When I’m asked if I live alone, I reply, “No, I live with Lucy.” Lucy is my 12-year-old Beagle. She’s a stubborn little dog, but especially sweet and loving. My late husband, Don, and I adopted her from the local shelter nine years ago. We had been checking the shelter weekly, and when we drove up one Sunday in early June, the attendant said, “I have just the dog for you.” He led us to a tri-colored hound, unlocked the pen and said, “Her name is Lucy.”
The frisky Beagle charged toward us, running from one to the other. She wiggled all over when we stooped down to pat her. We were hooked immediately by her affection. “Her ears are like velvet,” I said, stroking her and smiling up at Don. He nodded, then asked the attendant, “Where do we sign?”

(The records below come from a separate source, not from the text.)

//! Tests for arena growth, slot laziness, and payload claiming.

use super::*;

mod allocation {
    use super::*;

    #[test]
    fn slots_allocate_lazily() {
        let mut arena = SlotArena::with_capacity(8);

        assert_eq!(arena.capacity(), 8);
        assert_eq!(arena.allocated(), 0);

        arena.slot(3).unwrap();
        assert_eq!(arena.allocated(), 1);

        // Second reference reuses the slot.
        arena.slot(3).unwrap();
        assert_eq!(arena.allocated(), 1);
    }

    #[test]
    fn fresh_slot_is_unclaimed() {
        let mut arena = SlotArena::with_capacity(4);
        let slot = arena.slot(2).unwrap();

        assert_eq!(slot.id(), 2);
        assert_eq!(slot.kind(), PayloadKind::Unused);
    }

    #[test]
    fn peek_does_not_allocate() {
        let mut arena = SlotArena::with_capacity(4);

        assert!(arena.peek(1).is_none());
        arena.slot(1).unwrap();
        assert!(arena.peek(1).is_some());
        assert_eq!(arena.allocated(), 1);

        // Out of range peeks are fine too.
        assert!(arena.peek(1_000_000).is_none());
    }
}

mod growth {
    use super::*;

    #[test]
    fn out_of_range_id_grows_once_before_fetch() {
        let mut arena = SlotArena::with_capacity(8);

        let id = 16; // 2x the current capacity
        let slot = arena.slot(id).unwrap();

        assert_eq!(slot.id(), id);
        assert_eq!(arena.growths(), 1);
        assert!(arena.capacity() >= id as usize + 1);
    }

    #[test]
    fn growth_at_least_doubles() {
        let mut arena = SlotArena::with_capacity(8);

        arena.slot(8).unwrap(); // one past the end
        assert_eq!(arena.capacity(), 16);

        arena.slot(100).unwrap(); // far past the end
        assert_eq!(arena.capacity(), 101);
    }

    #[test]
    fn existing_slots_survive_growth() {
        let mut arena = SlotArena::with_capacity(4);

        let before = arena.slot(1).unwrap() as *const RequestSlot;
        arena.slot(1).unwrap().claim_timeout(7, 0);

        arena.slot(4096).unwrap();

        let after = arena.peek(1).unwrap();
        assert_eq!(after as *const RequestSlot, before);
        assert_eq!(after.kind(), PayloadKind::Timeout);
    }

    #[test]
    fn zero_capacity_arena_grows_on_first_use() {
        let mut arena = SlotArena::with_capacity(0);

        arena.slot(0).unwrap();
        assert_eq!(arena.growths(), 1);
        assert!(arena.capacity() >= 1);
    }

    #[test]
    fn in_range_ids_do_not_grow() {
        let mut arena = SlotArena::with_capacity(32);

        for id in [0u64, 31, 7, 31, 0] {
            arena.slot(id).unwrap();
        }
        assert_eq!(arena.growths(), 0);
        assert_eq!(arena.capacity(), 32);
    }
}

mod claiming {
    use super::*;
    use std::net::SocketAddr;
    use std::path::Path;

    #[test]
    fn timeout_claim_points_into_slot() {
        let mut arena = SlotArena::with_capacity(4);
        let slot = arena.slot(0).unwrap();

        let ts = slot.claim_timeout(2, 500);
        assert!(!ts.is_null());
        assert_eq!(slot.kind(), PayloadKind::Timeout);
    }

    #[test]
    fn reclaim_replaces_shape() {
        let mut arena = SlotArena::with_capacity(4);
        let slot = arena.slot(0).unwrap();

        slot.claim_timeout(1, 0);
        assert_eq!(slot.kind(), PayloadKind::Timeout);

        slot.claim_accept_address();
        assert_eq!(slot.kind(), PayloadKind::SocketAddress);
    }

    #[test]
    fn connect_address_round_trips() {
        let mut arena = SlotArena::with_capacity(4);
        let slot = arena.slot(0).unwrap();

        let addr: SocketAddr = "10.1.2.3:9000".parse().unwrap();
        let (ptr, len) = slot.claim_connect_address(&addr);
        assert!(!ptr.is_null());
        assert_eq!(len as usize, std::mem::size_of::<libc::sockaddr_in>());

        assert_eq!(slot.payload().socket_address(), Some(addr));
    }

    #[test]
    fn io_vector_references_caller_buffer() {
        let mut arena = SlotArena::with_capacity(4);
        let slot = arena.slot(0).unwrap();

        let mut buffer = [0u8; 128];
        let iov = slot.claim_io_vector(buffer.as_mut_ptr(), buffer.len());

        // SAFETY: iov points into the boxed slot we just claimed.
        let iov = unsafe { &*iov };
        assert_eq!(iov.iov_base as *const u8, buffer.as_ptr());
        assert_eq!(iov.iov_len, 128);
    }

    #[test]
    fn message_header_wires_up_vector_and_destination() {
        let mut arena = SlotArena::with_capacity(4);
        let slot = arena.slot(0).unwrap();

        let mut buffer = [0u8; 64];
        let dest: SocketAddr = "127.0.0.1:5353".parse().unwrap();
        let hdr = slot.claim_message_header(buffer.as_mut_ptr(), 64, Some(&dest), false);

        // SAFETY: hdr points into the boxed slot we just claimed.
        let hdr = unsafe { &*hdr };
        assert_eq!(hdr.msg_iovlen, 1);
        assert!(!hdr.msg_name.is_null());
        assert_eq!(slot.payload().socket_address(), Some(dest));
    }

    #[test]
    fn receive_header_offers_address_storage() {
        let mut arena = SlotArena::with_capacity(4);
        let slot = arena.slot(0).unwrap();

        let mut buffer = [0u8; 64];
        let hdr = slot.claim_message_header(buffer.as_mut_ptr(), 64, None, true);

        // SAFETY: hdr points into the boxed slot we just claimed.
        let hdr = unsafe { &*hdr };
        assert_eq!(
            hdr.msg_namelen as usize,
            std::mem::size_of::<libc::sockaddr_storage>()
        );
    }

    #[test]
    fn path_claim_copies_and_terminates() {
        let mut arena = SlotArena::with_capacity(4);
        let slot = arena.slot(0).unwrap();

        let ptr = slot.claim_path(Path::new("/var/log/engine")).unwrap();
        assert!(!ptr.is_null());
        assert_eq!(slot.kind(), PayloadKind::Path);
        assert_eq!(slot.payload().path_text(), Some(&b"/var/log/engine"[..]));
    }

    #[test]
    fn oversized_path_leaves_slot_unclaimed() {
        let mut arena = SlotArena::with_capacity(4);
        let slot = arena.slot(0).unwrap();

        let long = "x".repeat(MAX_PATH_LEN + 10);
        assert!(slot.claim_path(Path::new(&long)).is_err());
        assert_eq!(slot.kind(), PayloadKind::Unused);
    }

    #[test]
    fn stat_claim_holds_path_and_status_block() {
        let mut arena = SlotArena::with_capacity(4);
        let slot = arena.slot(0).unwrap();

        let (path_ptr, statx_ptr) = slot.claim_stat(Path::new("/etc/hostname")).unwrap();
        assert!(!path_ptr.is_null());
        assert!(!statx_ptr.is_null());
        assert_eq!(slot.kind(), PayloadKind::Stat);
        assert!(slot.payload().file_status().is_some());
    }
}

Within minutes, the paperwork was completed. Don opened the back door of our Buick station wagon and Lucy hopped right in. The trip home took about 10 minutes. She sat looking out the window as though she had ridden with us all her life. When she placed her front right paw on the armrest, we knew she was special; later that night, as we listened to her snore, we agreed she was a perfect fit. I intended for her to be Don’s dog. He had recently been diagnosed with Alzheimer’s, and I had read that a dog would be helpful. They became buddies at once. Don spent hours in the back yard throwing a tennis ball, which Lucy raced after but never retrieved. She’d sit at the ball and wait until Don traipsed across the yard to pick it up and throw it again. They never tired of that little game. As his illness progressed, his stride became a slow shuffle. Lucy waited patiently for him to reach her. “Go get it,” he said, tossing the ball again.
One afternoon, it became quiet in the back yard. I headed toward the door to check on them, then noticed that they were both asleep on the braided rug in the family room. Don’s arm was around Lucy. When I approached, she opened her eyes without moving an inch, so as not to disturb him. I ran for the camera.

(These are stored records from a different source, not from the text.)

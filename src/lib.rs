//! # uring-engine: a low-level io_uring engine
//!
//! A thin asynchronous I/O engine over the Linux io_uring queue pair,
//! built to sit beneath a foreign boundary: a managed-language runtime
//! stages operations tagged with integer request ids and harvests their
//! outcomes in batches. The engine owns the hard part — scratch memory
//! that must outlive the call that staged it, be freed exactly once,
//! and never be reinterpreted as the wrong shape.
//!
//! ## Architecture
//!
//! - [`Ring`] owns the kernel queue pair and a [`arena::SlotArena`] of
//!   per-request scratch slots keyed by correlation id.
//! - [`Operation`] describes one submission; [`Ring::prepare`] encodes
//!   it into a submission entry, claiming a tagged arena payload for
//!   operations that need kernel-visible scratch (timeouts, socket
//!   addresses, I/O vectors, message headers, paths, statx blocks).
//! - [`Ring::submit_and_wait`] is the engine's only blocking call;
//!   [`Ring::peek_batch`] / [`Ring::advance`] harvest and acknowledge
//!   completions as bit-exact two-word [`CompletionRecord`]s.
//! - [`socket`] bootstraps sockets synchronously before they enter the
//!   ring; [`probe`] reports kernel capabilities once per process.
//!
//! ## Quick Start
//!
//! ```rust,no_run
//! use uring_engine::{CompletionRecord, Operation, Ring, SqFlags};
//!
//! # fn main() -> uring_engine::Result<()> {
//! let mut ring = Ring::new(8)?;
//!
//! // Stage a request with correlation id 1 and flush it.
//! ring.prepare(Operation::Nop, SqFlags::empty(), 1)?;
//! ring.submit_and_wait(1)?;
//!
//! // Harvest and acknowledge its completion.
//! let mut out = [CompletionRecord::default(); 8];
//! let n = ring.peek_batch(&mut out);
//! assert_eq!(out[0].request_id(), 1);
//! ring.advance(n);
//! # Ok(())
//! # }
//! ```
//!
//! ## Threading Model
//!
//! One ring per execution context: there is no internal locking, every
//! mutating call takes `&mut self`, and `submit_and_wait` parks only
//! the calling thread. Run one `Ring` per worker thread and never share
//! one behind your own synchronization.
//!
//! ## Platform Support
//!
//! Linux 5.1+ (io_uring). [`probe::Capabilities`] reports what the
//! running kernel actually supports.

#![deny(unsafe_op_in_unsafe_fn)]
#![warn(missing_docs, rust_2018_idioms)]

pub mod arena;
pub mod config;
pub mod error;
pub mod logging;
pub mod operation;
pub mod probe;
pub mod ring;
pub mod socket;

pub use arena::{PayloadKind, RequestSlot, SlotArena, SlotPayload, MAX_PATH_LEN};
pub use config::RingConfig;
pub use error::{EngineError, Result};
pub use logging::{LogLevel, Logger};
pub use operation::Operation;
pub use probe::{Capabilities, KernelVersion};
pub use ring::{CompletionRecord, Ring};
pub use socket::{SocketFlags, SocketOption};

/// Per-entry submission flags (`IO_LINK`, `IO_DRAIN`, `ASYNC`, ...),
/// re-exported from the underlying ring crate and stamped verbatim by
/// [`Ring::prepare`].
pub use io_uring::squeue::Flags as SqFlags;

When Don puttered around the yard or went down to the basement, she was at his side. Evenings, after they had their ice cream, he sat in his recliner with Lucy curled up on his lap.

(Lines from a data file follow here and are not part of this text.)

impl ReconciliationEngine {
    pub fn new(config: EngineConfig) -> Self {
        ReconciliationEngine { config }
    }

    /// Classify and persist one statement row.
    pub fn ingest(&self, conn: &Connection, row: &StatementRow) -> Result<IngestOutcome> {
        self.ingest_at(conn, row, Utc::now().date_naive())
    }

    /// Same as `ingest`, with an explicit "today" for the projection cutoff.
    pub fn ingest_at(
        &self,
        conn: &Connection,
        row: &StatementRow,
        today: NaiveDate,
    ) -> Result<IngestOutcome> {
        row.validate()?;
        let business_id = db::find_or_create_business(conn, &row.business_name)?;

        let outcome = match row.payment_type {
            PaymentType::OneTime => self.ingest_one_time(conn, row, business_id)?,
            PaymentType::Installments => self.ingest_installment(conn, row, business_id, today)?,
        };

        debug!(business = %row.normalized_business(), ?outcome, "classified row");
        Ok(outcome)
    }

    /// Ingest a whole upload batch, strictly sequentially, so that
    /// group-establishing decisions are ordered and cannot race within the
    /// batch. Rows the engine cannot settle are reported in the summary,
    /// never silently dropped.
    pub fn ingest_batch(
        &self,
        conn: &Connection,
        rows: &[StatementRow],
        today: NaiveDate,
    ) -> Result<BatchSummary> {
        let batch_id = uuid::Uuid::new_v4().to_string();
        let mut summary = BatchSummary {
            batch_id: batch_id.clone(),
            total: rows.len(),
            new: 0,
            duplicates: 0,
            group_joined: 0,
            completed: 0,
            unresolved: Vec::new(),
        };

        for (row_index, row) in rows.iter().enumerate() {
            let mut row = row.clone();
            row.upload_batch_hint = Some(batch_id.clone());

            match self.ingest_at(conn, &row, today) {
                Ok(IngestOutcome::New { .. }) => summary.new += 1,
                Ok(IngestOutcome::Duplicate) => summary.duplicates += 1,
                Ok(IngestOutcome::GroupJoined { .. }) => summary.group_joined += 1,
                Ok(IngestOutcome::Completed { .. }) => summary.completed += 1,
                Ok(IngestOutcome::Ambiguous { reason, .. }) => {
                    summary.unresolved.push(UnresolvedRow { row_index, reason });
                }
                Err(crate::error::LedgerError::InvalidRow(reason)) => {
                    summary.unresolved.push(UnresolvedRow { row_index, reason });
                }
                Err(e) => return Err(e),
            }
        }

        info!(
            batch = %summary.batch_id,
            new = summary.new,
            duplicates = summary.duplicates,
            group_joined = summary.group_joined,
            completed = summary.completed,
            unresolved = summary.unresolved.len(),
            "batch ingested"
        );
        Ok(summary)
    }

    // ------------------------------------------------------------------------
    // One-time charges
    // ------------------------------------------------------------------------

    fn ingest_one_time(
        &self,
        conn: &Connection,
        row: &StatementRow,
        business_id: i64,
    ) -> Result<IngestOutcome> {
        let normalized = row.normalized_business();
        let hash = transaction_hash(
            &normalized,
            row.deal_date,
            row.charged_amount_ils,
            &row.card_last4,
            0,
            PaymentType::OneTime,
            row.is_refund,
        );

        if let Some(existing) = db::find_transaction_by_hash(conn, &hash)? {
            // A charge landing exactly on its projected date computes the
            // placeholder's own hash; that is a confirmation, not a dup.
            if existing.status == TransactionStatus::Projected {
                db::complete_projected(
                    conn,
                    existing.id,
                    &hash,
                    row.charged_amount_ils,
                    row.deal_date,
                    row.bank_charge_date,
                )?;
                return Ok(IngestOutcome::Completed { transaction_id: existing.id });
            }
            return Ok(IngestOutcome::Duplicate);
        }

        // A non-refund one-time charge may be the real-world counterpart of
        // a projected subscription occurrence on this business + card.
        if !row.is_refund {
            let candidates = db::find_projected_subscription_candidates(
                conn,
                business_id,
                &row.card_last4,
                row.charged_amount_ils,
                self.config.subscription_amount_tolerance,
                row.deal_date,
                self.config.subscription_date_tolerance_days,
            )?;

            match candidates.len() {
                0 => {}
                1 => {
                    let placeholder = &candidates[0];
                    db::complete_projected(
                        conn,
                        placeholder.id,
                        &hash,
                        row.charged_amount_ils,
                        row.deal_date,
                        row.bank_charge_date,
                    )?;
                    return Ok(IngestOutcome::Completed { transaction_id: placeholder.id });
                }
                _ => {
                    return Ok(IngestOutcome::Ambiguous {
                        reason: format!(
                            "{} projected subscription rows match business {} amount {:.2} around {}",
                            candidates.len(),
                            normalized,
                            row.charged_amount_ils,
                            row.deal_date,
                        ),
                        candidates: candidates.iter().map(|c| c.id).collect(),
                    });
                }
            }
        }

        match db::insert_transaction(conn, &self.new_completed(row, business_id, hash, None, None))? {
            InsertOutcome::Inserted(id) => Ok(IngestOutcome::New { transaction_id: id }),
            InsertOutcome::Duplicate => Ok(IngestOutcome::Duplicate),
        }
    }

    // ------------------------------------------------------------------------
    // Installment payments
    // ------------------------------------------------------------------------

    fn ingest_installment(
        &self,
        conn: &Connection,
        row: &StatementRow,
        business_id: i64,
        today: NaiveDate,
    ) -> Result<IngestOutcome> {
        let normalized = row.normalized_business();
        // validate() guarantees these are present and in range
        let index = row.installment_index.unwrap_or(1);
        let total = row.installment_total.unwrap_or(1);

        // The statement reports payment N dated N-1 months after the
        // purchase; back-calculate payment 1's deal date so any payment of
        // the same purchase derives the same group id.
        let group_deal_date = back_date(row.deal_date, index);
        let group_id = installment_group_id(&normalized, row.group_total(), total, group_deal_date);

        // Bucket matching: whatever already sits at (group, index) decides.
        let members = db::find_group_members_at_index(conn, &group_id, index)?;

        if members.iter().any(|m| m.status == TransactionStatus::Completed) {
            // Already recorded - including the twin "payment 1" case where a
            // second upload re-establishes the group through a different
            // card or per-payment hash. Merge into the existing row by
            // doing nothing; never create a divergent sibling.
            return Ok(IngestOutcome::Duplicate);
        }

        let projected: Vec<_> = members
            .iter()
            .filter(|m| m.status == TransactionStatus::Projected)
            .collect();

        match projected.len() {
            0 => {}
            1 => {
                let placeholder = projected[0];
                let hash = if index == 1 {
                    self.first_payment_hash(row, &normalized)
                } else {
                    installment_payment_hash(&group_id, index)
                };
                db::complete_projected(
                    conn,
                    placeholder.id,
                    &hash,
                    row.charged_amount_ils,
                    row.deal_date,
                    row.bank_charge_date,
                )?;
                return Ok(IngestOutcome::Completed { transaction_id: placeholder.id });
            }
            _ => {
                return Ok(IngestOutcome::Ambiguous {
                    reason: format!(
                        "{} projected rows at group {} index {}",
                        projected.len(),
                        group_id,
                        index,
                    ),
                    candidates: projected.iter().map(|p| p.id).collect(),
                });
            }
        }

        // Nothing at this bucket yet - fresh payment.
        let hash = if index == 1 {
            let hash = self.first_payment_hash(row, &normalized);
            if db::transaction_hash_exists(conn, &hash)? {
                return Ok(IngestOutcome::Duplicate);
            }
            hash
        } else {
            installment_payment_hash(&group_id, index)
        };

        let group_established = db::find_group_members(conn, &group_id)?.is_empty();

        let new_tx = self.new_completed(
            row,
            business_id,
            hash,
            Some((group_id.clone(), index, total)),
            None,
        );
        let inserted_id = match db::insert_transaction(conn, &new_tx)? {
            InsertOutcome::Inserted(id) => id,
            InsertOutcome::Duplicate => return Ok(IngestOutcome::Duplicate),
        };

        // First sighting of the group: materialize projected placeholders
        // for the future remaining payments so later uploads bucket-match
        // instead of guessing. Past indexes are left to backfill uploads.
        if group_established {
            self.project_future_siblings(conn, row, business_id, &group_id, index, total, today)?;
        }

        if index == 1 {
            Ok(IngestOutcome::New { transaction_id: inserted_id })
        } else {
            Ok(IngestOutcome::GroupJoined { transaction_id: inserted_id, group_id })
        }
    }

    fn first_payment_hash(&self, row: &StatementRow, normalized: &str) -> String {
        transaction_hash(
            normalized,
            row.deal_date,
            row.charged_amount_ils,
            &row.card_last4,
            1,
            PaymentType::Installments,
            row.is_refund,
        )
    }

    fn project_future_siblings(
        &self,
        conn: &Connection,
        row: &StatementRow,
        business_id: i64,
        group_id: &str,
        seen_index: u32,
        total: u32,
        today: NaiveDate,
    ) -> Result<()> {
        for future_index in (seen_index + 1)..=total {
            let charge_date = forward_date(row.deal_date, future_index - seen_index);
            if charge_date <= today {
                continue;
            }

            let projected = NewTransaction {
                transaction_hash: installment_payment_hash(group_id, future_index),
                business_id,
                card_last4: row.card_last4.clone(),
                deal_date: charge_date,
                bank_charge_date: None,
                charged_amount_ils: row.charged_amount_ils,
                original_amount: None,
                original_currency: None,
                exchange_rate_used: None,
                payment_type: PaymentType::Installments,
                kind: TransactionKind::Regular,
                installment_group_id: Some(group_id.to_string()),
                installment_index: Some(future_index),
                installment_total: Some(total),
                subscription_id: None,
                status: TransactionStatus::Projected,
                projected_charge_date: Some(charge_date),
                actual_charge_date: None,
                is_refund: false,
                source_file: row.source_file.clone(),
                upload_batch_id: row.upload_batch_hint.clone(),
            };
            // A concurrent batch may have raced us to this sibling; the
            // hash constraint settles it.
            db::insert_transaction(conn, &projected)?;
        }
        Ok(())
    }

    fn new_completed(
        &self,
        row: &StatementRow,
        business_id: i64,
        hash: String,
        installment: Option<(String, u32, u32)>,
        subscription_id: Option<i64>,
    ) -> NewTransaction {
        let (group_id, index, total) = match installment {
            Some((g, i, t)) => (Some(g), Some(i), Some(t)),
            None => (None, None, None),
        };
        NewTransaction {
            transaction_hash: hash,
            business_id,
            card_last4: row.card_last4.clone(),
            deal_date: row.deal_date,
            bank_charge_date: row.bank_charge_date,
            charged_amount_ils: row.charged_amount_ils,
            original_amount: row.original_amount,
            original_currency: row.original_currency.clone(),
            exchange_rate_used: row.exchange_rate_used,
            payment_type: row.payment_type,
            kind: TransactionKind::Regular,
            installment_group_id: group_id,
            installment_index: index,
            installment_total: total,
            subscription_id,
            status: TransactionStatus::Completed,
            projected_charge_date: None,
            actual_charge_date: Some(row.deal_date),
            is_refund: row.is_refund,
            source_file: row.source_file.clone(),
            upload_batch_id: row.upload_batch_hint.clone(),
        }
    }
}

In September, we signed her up for obedience training. I handled her during classes, as Don’s memory was failing; he sat on a bench nearby and watched. The instructor said Beagles are stubborn, but Lucy surprised us. Head and tail held high, she pranced along beside me like a show dog. As a proud mother, I beamed.
When I could no longer provide Don’s care, he became a resident at a nursing facility. Lucy mourned his absence in our home. She waited at the back door with the tennis ball in her mouth. If I opened the freezer door, she dashed into the kitchen, expecting ice cream.
Each afternoon, we visited Don. Lucy was so excited that she dragged me across the parking lot. She stood on her hind legs at his wheelchair, her entire body wagging. Don’s laughter filled the hallway. As his illness progressed and he was no longer able to acknowledge us, Lucy was completely undemanding. She sat quietly at the foot of his wheelchair and grieved.
Evenings at home, when I sat in Don’s recliner, Lucy would jump up on my lap. I welcomed the closeness, but her 36 pounds was too much for me. I’d point to the floor and say, “Down, girl, down. You’re too heavy for me.” Reluctantly, she’d jump down and nestle alongside the chair, looking up. I rubbed her velvet ears, and we were both comforted.
It’s been nearly four years since we lost Don. That sensitive little Beagle has transferred her love to me. Her companionship and loyal devotion fill the void in my life. She is never far away, and I talk to her all day long. Her bed is in a corner of my bedroom. Every night before she settles down, she comes alongside the bed for a little smooch. I pat her head and say, “You’re a good girl. Mommy loves you.” It fills a need for both of us.
I’ve had many dogs in my 83 years, but never one as loving and devoted as my Lucy. She keeps me company, makes me laugh and snuggles up when she senses I’m lonely. She is the perfect housemate. I don’t know what I’d do without her.